- Task -
Find each line in the records below that contains the word "sqlx", and copy it out.
Source data Block Start
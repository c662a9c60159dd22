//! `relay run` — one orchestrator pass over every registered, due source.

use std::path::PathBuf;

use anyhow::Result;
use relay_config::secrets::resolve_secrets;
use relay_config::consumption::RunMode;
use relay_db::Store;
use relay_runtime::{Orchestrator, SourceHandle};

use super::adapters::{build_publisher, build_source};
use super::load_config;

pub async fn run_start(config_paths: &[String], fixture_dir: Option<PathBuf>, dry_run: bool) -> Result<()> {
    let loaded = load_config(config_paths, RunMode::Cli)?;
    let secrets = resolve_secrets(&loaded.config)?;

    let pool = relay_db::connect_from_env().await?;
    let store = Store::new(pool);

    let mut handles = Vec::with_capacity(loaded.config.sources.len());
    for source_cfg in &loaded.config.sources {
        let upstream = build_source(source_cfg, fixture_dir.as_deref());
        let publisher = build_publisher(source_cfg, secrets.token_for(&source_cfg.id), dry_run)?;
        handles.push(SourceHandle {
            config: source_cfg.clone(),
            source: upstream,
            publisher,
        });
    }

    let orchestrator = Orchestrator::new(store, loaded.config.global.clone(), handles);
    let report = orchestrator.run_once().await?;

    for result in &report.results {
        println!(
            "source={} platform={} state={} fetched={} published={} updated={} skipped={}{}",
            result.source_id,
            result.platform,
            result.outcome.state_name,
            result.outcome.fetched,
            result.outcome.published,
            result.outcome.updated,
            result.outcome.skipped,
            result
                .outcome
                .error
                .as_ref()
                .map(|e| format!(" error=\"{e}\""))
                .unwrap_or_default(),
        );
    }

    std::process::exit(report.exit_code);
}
Source data Block End
Source data Block Start
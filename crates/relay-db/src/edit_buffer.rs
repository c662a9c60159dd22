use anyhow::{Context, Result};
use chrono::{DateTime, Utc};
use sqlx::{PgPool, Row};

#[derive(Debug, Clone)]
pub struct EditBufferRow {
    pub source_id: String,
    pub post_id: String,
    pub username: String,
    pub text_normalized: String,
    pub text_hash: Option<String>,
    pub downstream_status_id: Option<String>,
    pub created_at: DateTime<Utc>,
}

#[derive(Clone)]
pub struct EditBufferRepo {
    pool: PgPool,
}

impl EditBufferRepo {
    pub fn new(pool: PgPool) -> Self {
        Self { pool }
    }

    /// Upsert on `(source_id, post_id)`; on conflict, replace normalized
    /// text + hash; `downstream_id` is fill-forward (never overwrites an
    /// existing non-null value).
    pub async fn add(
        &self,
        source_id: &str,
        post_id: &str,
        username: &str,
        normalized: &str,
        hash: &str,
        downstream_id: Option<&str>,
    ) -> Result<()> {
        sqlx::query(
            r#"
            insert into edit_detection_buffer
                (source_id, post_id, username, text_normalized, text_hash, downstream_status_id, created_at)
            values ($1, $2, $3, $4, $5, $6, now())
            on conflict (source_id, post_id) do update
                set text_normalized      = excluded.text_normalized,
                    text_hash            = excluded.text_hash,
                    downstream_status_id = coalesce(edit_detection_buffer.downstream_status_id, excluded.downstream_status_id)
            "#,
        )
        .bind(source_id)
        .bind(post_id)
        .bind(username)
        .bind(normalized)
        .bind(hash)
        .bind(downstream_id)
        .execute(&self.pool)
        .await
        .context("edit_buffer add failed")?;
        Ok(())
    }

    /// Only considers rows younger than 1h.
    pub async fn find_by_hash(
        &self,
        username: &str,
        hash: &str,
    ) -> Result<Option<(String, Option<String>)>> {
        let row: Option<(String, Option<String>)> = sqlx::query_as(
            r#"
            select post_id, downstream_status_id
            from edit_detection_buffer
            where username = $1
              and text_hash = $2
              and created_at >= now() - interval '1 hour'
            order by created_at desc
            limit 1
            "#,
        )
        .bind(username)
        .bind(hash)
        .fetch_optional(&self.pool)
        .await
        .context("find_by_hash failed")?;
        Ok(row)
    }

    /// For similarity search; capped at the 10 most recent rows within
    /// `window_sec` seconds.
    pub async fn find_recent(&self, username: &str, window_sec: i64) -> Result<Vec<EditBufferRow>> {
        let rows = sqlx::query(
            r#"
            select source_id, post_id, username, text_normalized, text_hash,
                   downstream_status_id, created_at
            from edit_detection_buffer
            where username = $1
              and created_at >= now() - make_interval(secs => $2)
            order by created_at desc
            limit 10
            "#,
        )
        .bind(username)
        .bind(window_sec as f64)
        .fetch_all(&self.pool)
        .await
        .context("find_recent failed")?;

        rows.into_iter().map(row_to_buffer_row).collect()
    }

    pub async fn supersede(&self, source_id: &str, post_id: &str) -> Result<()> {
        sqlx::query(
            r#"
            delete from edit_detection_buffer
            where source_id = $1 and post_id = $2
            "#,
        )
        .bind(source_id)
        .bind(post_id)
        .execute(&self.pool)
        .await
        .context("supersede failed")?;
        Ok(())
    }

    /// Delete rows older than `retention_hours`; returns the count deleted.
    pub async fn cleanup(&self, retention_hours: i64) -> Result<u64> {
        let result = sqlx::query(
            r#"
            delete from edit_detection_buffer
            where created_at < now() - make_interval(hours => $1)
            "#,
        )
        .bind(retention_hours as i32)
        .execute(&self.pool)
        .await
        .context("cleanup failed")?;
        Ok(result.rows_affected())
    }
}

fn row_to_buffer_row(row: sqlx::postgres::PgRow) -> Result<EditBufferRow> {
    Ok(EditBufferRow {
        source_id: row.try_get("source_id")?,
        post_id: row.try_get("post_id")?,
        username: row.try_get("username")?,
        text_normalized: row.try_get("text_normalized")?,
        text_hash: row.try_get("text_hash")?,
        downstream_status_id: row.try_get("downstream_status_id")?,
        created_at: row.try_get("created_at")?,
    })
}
Source data Block End
- Task answer -
use sqlx::{PgPool, Row};
        sqlx::query(
        let row: Option<(String, Option<String>)> = sqlx::query_as(
        let rows = sqlx::query(
        sqlx::query(
        let result = sqlx::query(
fn row_to_buffer_row(row: sqlx::postgres::PgRow) -> Result<EditBufferRow> {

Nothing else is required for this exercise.